Los traficantes suelen cobran 6.000 dólares por cada viaje. Esta rebaja en el precio hizo que a Osman, a pesar de lo absurdo de la idea y de que tuviera una vida cómoda, se le metiera en la cabeza que quería irse. Con el viaje siempre podría hacer dinero en Estados Unidos, luego volver a Honduras y comprarse un autobús propio. La ambición de ser su propio jefe provocó que aceptara la propuesta de forma apresurada.

Tras los coyotes

El viaje comenzó a las cuatro de la mañana. Eran 98 personas las que iban a intentar cruzar de forma ilegal a los Estados Unidos. Al frente de la expedición iban tres coyotes (así es como se llama en Honduras a los traficantes de personas). El autobús, tipo copaneco, partió desde la capital industrial en dirección a Guatemala. El trayecto duró unas seis o siete horas. En la frontera la expedición cambió de autobús y recorrió otras cinco horas para llegar a la capital guatemalteca, donde comieron nada más llegar. Antes de que se hiciera de noche cogieron otra tanda de autobuses. El último trayecto del primer día les llevaría hasta Los Mangos, en la frontera entre Guatemala y México, a donde llegaron a las 22:00 horas.

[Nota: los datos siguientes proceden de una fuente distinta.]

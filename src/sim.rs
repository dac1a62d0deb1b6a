// ============================================================================
// src/sim.rs - In-memory Platform
// ============================================================================
//!
//! ソフトウェアのみで動作するプラットフォーム実装。
//!
//! IOMMU、ページピン留め、セグメント登録、属性ツリーの4能力をメモリ上で
//! 模擬する。物理ページ配置 (`PageLayout`) と各操作の失敗を注入でき、
//! 呼び出し順は `SimEvent` として記録される。
//!
//! ```text
//! SimPlatform (clone = 同じ状態を共有)
//!   +-- domains:  PASID -> IommuDomain (IOVA = ユーザー仮想アドレス)
//!   +-- pins:     virt -> 参照カウント
//!   +-- programmed: BoId -> Segment列
//!   +-- groups:   名前 -> 属性列
//! ```

use alloc::collections::BTreeMap;
use alloc::string::String;
use alloc::sync::Arc;
use alloc::vec::Vec;

use spin::Mutex;
use x86_64::{PhysAddr, VirtAddr};

use crate::error::{PinError, RegistrationError};
use crate::io::iommu::{IommuDomain, IommuError, Pasid};
use crate::io::sysfs::{DeviceAttribute, SysfsError};
use crate::io::traits::{AttributeTree, IommuOps, PinOps, SegmentProgrammer};
use crate::mm::bo::{BoFlags, BoId};
use crate::mm::pin::{PinnedPage, UserRange, PAGE_SIZE};
use crate::mm::sg::{ScatterGatherTable, Segment};

/// 模擬物理メモリの先頭
const PHYS_BASE: u64 = 0x1_0000_0000;

/// 物理ページ番号の範囲 (4GiB分)
const PFN_MASK: u64 = 0xf_ffff;

/// ユーザーページから物理ページへの配置
#[derive(Debug, Clone, Copy, PartialEq, Eq)]
pub enum PageLayout {
    /// 仮想的に連続なページは物理的にも連続
    Contiguous,
    /// 隣接ページは常に不連続
    Scattered,
    /// n ページごとに物理的な隙間が入る
    Chunked(usize),
}

impl PageLayout {
    fn phys_of(self, virt: VirtAddr) -> PhysAddr {
        let index = (virt.as_u64() / PAGE_SIZE as u64) & PFN_MASK;
        let frame = match self {
            PageLayout::Contiguous => index,
            PageLayout::Scattered => index * 2,
            PageLayout::Chunked(n) => index + index / n.max(1) as u64,
        };
        PhysAddr::new(PHYS_BASE + frame * PAGE_SIZE as u64)
    }
}

/// 記録されるプラットフォーム操作
#[derive(Debug, Clone, Copy, PartialEq, Eq)]
pub enum SimEvent {
    Pin { virt: u64, write: bool },
    Unpin(u64),
    Program(BoId),
    Release(BoId),
    Attach { pasid: Pasid, iova: u64 },
    Detach { pasid: Pasid, iova: u64 },
}

#[derive(Debug)]
struct SimState {
    iommu_present: bool,
    passthrough: bool,
    layout: PageLayout,
    next_pasid: u32,
    domains: BTreeMap<Pasid, IommuDomain>,
    pins: BTreeMap<u64, usize>,
    programmed: BTreeMap<BoId, Vec<Segment>>,
    groups: BTreeMap<String, Vec<DeviceAttribute>>,
    events: Vec<SimEvent>,
    fail_pin_at: Option<u64>,
    fail_pasid_alloc: bool,
    fail_program: bool,
    fail_attach: bool,
    fail_attribute_tree: bool,
}

/// メモリ上のプラットフォーム
///
/// クローンは同じ状態を共有する。デバイスに所有権を渡した後も、
/// 手元のクローンから状態を観測できる。
#[derive(Debug, Clone)]
pub struct SimPlatform {
    state: Arc<Mutex<SimState>>,
}

impl SimPlatform {
    fn new(iommu_present: bool, passthrough: bool, layout: PageLayout) -> Self {
        Self {
            state: Arc::new(Mutex::new(SimState {
                iommu_present,
                passthrough,
                layout,
                next_pasid: 1,
                domains: BTreeMap::new(),
                pins: BTreeMap::new(),
                programmed: BTreeMap::new(),
                groups: BTreeMap::new(),
                events: Vec::new(),
                fail_pin_at: None,
                fail_pasid_alloc: false,
                fail_program: false,
                fail_attach: false,
                fail_attribute_tree: false,
            })),
        }
    }

    /// IOMMUあり、パススルーも許可
    pub fn with_iommu(layout: PageLayout) -> Self {
        Self::new(true, true, layout)
    }

    /// IOMMUなし
    pub fn bypass_only(layout: PageLayout) -> Self {
        Self::new(false, true, layout)
    }

    /// IOMMUあり、パススルー不可（厳格な変換ドメイン）
    pub fn strict_translated(layout: PageLayout) -> Self {
        Self::new(true, false, layout)
    }

    /// 状態を共有するハンドル
    pub fn shared(&self) -> Self {
        self.clone()
    }

    // ------------------------------------------------------------------------
    // 失敗注入
    // ------------------------------------------------------------------------

    /// 指定ページのピン留めを `NotResident` で失敗させる
    pub fn fail_pin_at(&self, addr: u64) {
        self.state.lock().fail_pin_at = Some(addr);
    }

    pub fn fail_pasid_alloc(&self, fail: bool) {
        self.state.lock().fail_pasid_alloc = fail;
    }

    pub fn fail_program(&self, fail: bool) {
        self.state.lock().fail_program = fail;
    }

    pub fn fail_attach(&self, fail: bool) {
        self.state.lock().fail_attach = fail;
    }

    pub fn fail_attribute_tree(&self, fail: bool) {
        self.state.lock().fail_attribute_tree = fail;
    }

    /// 全ての失敗注入を解除
    pub fn clear_failures(&self) {
        let mut state = self.state.lock();
        state.fail_pin_at = None;
        state.fail_pasid_alloc = false;
        state.fail_program = false;
        state.fail_attach = false;
        state.fail_attribute_tree = false;
    }

    // ------------------------------------------------------------------------
    // 観測
    // ------------------------------------------------------------------------

    /// ピン留め中のページ数（参照カウントの合計）
    pub fn pinned_pages(&self) -> usize {
        self.state.lock().pins.values().sum()
    }

    /// 確保中のPASID数
    pub fn live_pasids(&self) -> usize {
        self.state.lock().domains.len()
    }

    /// 全PASIDにアタッチされた範囲の数
    pub fn attached_ranges(&self) -> usize {
        self.state
            .lock()
            .domains
            .values()
            .map(|d| d.mappings().len())
            .sum()
    }

    /// デバイスに登録中のセグメントテーブル数
    pub fn programmed_tables(&self) -> usize {
        self.state.lock().programmed.len()
    }

    /// BOに登録されたセグメント列
    pub fn programmed(&self, bo: BoId) -> Option<Vec<Segment>> {
        self.state.lock().programmed.get(&bo).cloned()
    }

    /// 属性グループの内容
    pub fn attribute_group(&self, name: &str) -> Option<Vec<DeviceAttribute>> {
        self.state.lock().groups.get(name).cloned()
    }

    /// 記録された操作列
    pub fn events(&self) -> Vec<SimEvent> {
        self.state.lock().events.clone()
    }

    pub fn clear_events(&self) {
        self.state.lock().events.clear();
    }
}

impl IommuOps for SimPlatform {
    fn iommu_present(&self) -> bool {
        self.state.lock().iommu_present
    }

    fn supports_passthrough(&self) -> bool {
        self.state.lock().passthrough
    }

    fn alloc_pasid(&self) -> Result<Pasid, IommuError> {
        let mut state = self.state.lock();
        if !state.iommu_present {
            return Err(IommuError::NotPresent);
        }
        if state.fail_pasid_alloc {
            return Err(IommuError::PasidExhausted);
        }
        let pasid = Pasid(state.next_pasid);
        state.next_pasid += 1;
        state.domains.insert(pasid, IommuDomain::new());
        Ok(pasid)
    }

    fn free_pasid(&self, pasid: Pasid) {
        self.state.lock().domains.remove(&pasid);
    }

    fn attach_range(
        &self,
        pasid: Pasid,
        range: &UserRange,
        flags: BoFlags,
    ) -> Result<u64, IommuError> {
        let mut state = self.state.lock();
        if state.fail_attach {
            return Err(IommuError::HardwareError);
        }
        let iova = range.start().as_u64();
        let domain = state.domains.get_mut(&pasid).ok_or(IommuError::InvalidPasid)?;
        domain.map(
            iova,
            range.len() as u64,
            flags.contains(BoFlags::DEVICE_READ),
            flags.contains(BoFlags::DEVICE_WRITE),
        )?;
        state.events.push(SimEvent::Attach { pasid, iova });
        Ok(iova)
    }

    fn detach_range(&self, pasid: Pasid, range: &UserRange) -> Result<(), IommuError> {
        let mut state = self.state.lock();
        let iova = range.start().as_u64();
        let domain = state.domains.get_mut(&pasid).ok_or(IommuError::InvalidPasid)?;
        domain.unmap(iova)?;
        state.events.push(SimEvent::Detach { pasid, iova });
        Ok(())
    }
}

impl PinOps for SimPlatform {
    fn pin_page(&self, addr: VirtAddr, write: bool) -> Result<PhysAddr, PinError> {
        let mut state = self.state.lock();
        let virt = addr.as_u64();
        if state.fail_pin_at == Some(virt) {
            return Err(PinError::NotResident);
        }
        *state.pins.entry(virt).or_insert(0) += 1;
        state.events.push(SimEvent::Pin { virt, write });
        Ok(state.layout.phys_of(addr))
    }

    fn unpin_page(&self, page: PinnedPage) {
        let mut state = self.state.lock();
        let virt = page.virt.as_u64();
        let Some(count) = state.pins.get_mut(&virt) else {
            return;
        };
        *count -= 1;
        if *count == 0 {
            state.pins.remove(&virt);
        }
        state.events.push(SimEvent::Unpin(virt));
    }
}

impl SegmentProgrammer for SimPlatform {
    fn program_segments(
        &self,
        bo: BoId,
        table: &ScatterGatherTable,
    ) -> Result<(), RegistrationError> {
        let mut state = self.state.lock();
        if state.fail_program {
            return Err(RegistrationError::Rejected);
        }
        if state.programmed.contains_key(&bo) {
            return Err(RegistrationError::Rejected);
        }
        state.programmed.insert(bo, table.segments().to_vec());
        state.events.push(SimEvent::Program(bo));
        Ok(())
    }

    fn release_segments(&self, bo: BoId) {
        let mut state = self.state.lock();
        if state.programmed.remove(&bo).is_some() {
            state.events.push(SimEvent::Release(bo));
        }
    }
}

impl AttributeTree for SimPlatform {
    fn create_group(&self, group: &str, attrs: &[DeviceAttribute]) -> Result<(), SysfsError> {
        let mut state = self.state.lock();
        if state.fail_attribute_tree {
            return Err(SysfsError::Unavailable);
        }
        if state.groups.contains_key(group) {
            return Err(SysfsError::AlreadyExists);
        }
        state.groups.insert(String::from(group), attrs.to_vec());
        Ok(())
    }

    fn remove_group(&self, group: &str) {
        self.state.lock().groups.remove(group);
    }
}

Después de todo un día de trayecto estaban agotados, así que cuando los coyotes les llevaron hasta un hotel para descansar el cansancio tornó en alivio. Pero el cartel en el que se podía leer «hotel» no hacía justicia a las instalaciones que encontraron en el interior. «Lo único que tenía de hotel era el nombre. Dormimos en el suelo. Las habitaciones ni siquiera tenían ventanas». Tras dieciocho horas de viaje, el frío suelo acogió los extenuados cuerpos de los viajeros, que se levantaron algunas horas después con algo menos de sueño, pero con más dolores que el día anterior.

En la segunda jornada los barcos sustituyeron a los autobuses y el agua, al asfalto. Tras el desayuno la comitiva se subió a unas lanchas para cruzar el río que separa Guatemala de México. Al llegar a tierra firme la comitiva cambió de vehículo. Esta vez tocaba continuar en coche. Los guías les hicieron subir a unos cuatro por cuatro. Cada uno tenía capacidad para unas diez o quince personas. Las ruedas eran especialmente grandes, preparadas para transitar por mitad de la montaña a través de un sendero abierto por los coyotes. Los cuatro por cuatro tenían que utilizar la doble tracción para avanzar.

Cuando ya ni los coches podían continuar, Osman y el resto de sus compañeros siguieron a pie. La caminata se alargó durante algunas horas más. Sin probar bocado desde bien temprano (los coyotes no habían traído ninguna provisión), todos empezaron a sentir un hambre atroz. Al coronar la montaña, un pequeño pueblo ofreció algo de descanso a los caminantes y burritos de carne de mono, algo bastante desagradable, pero «que todos nos comimos sin protestar del hambre que teníamos».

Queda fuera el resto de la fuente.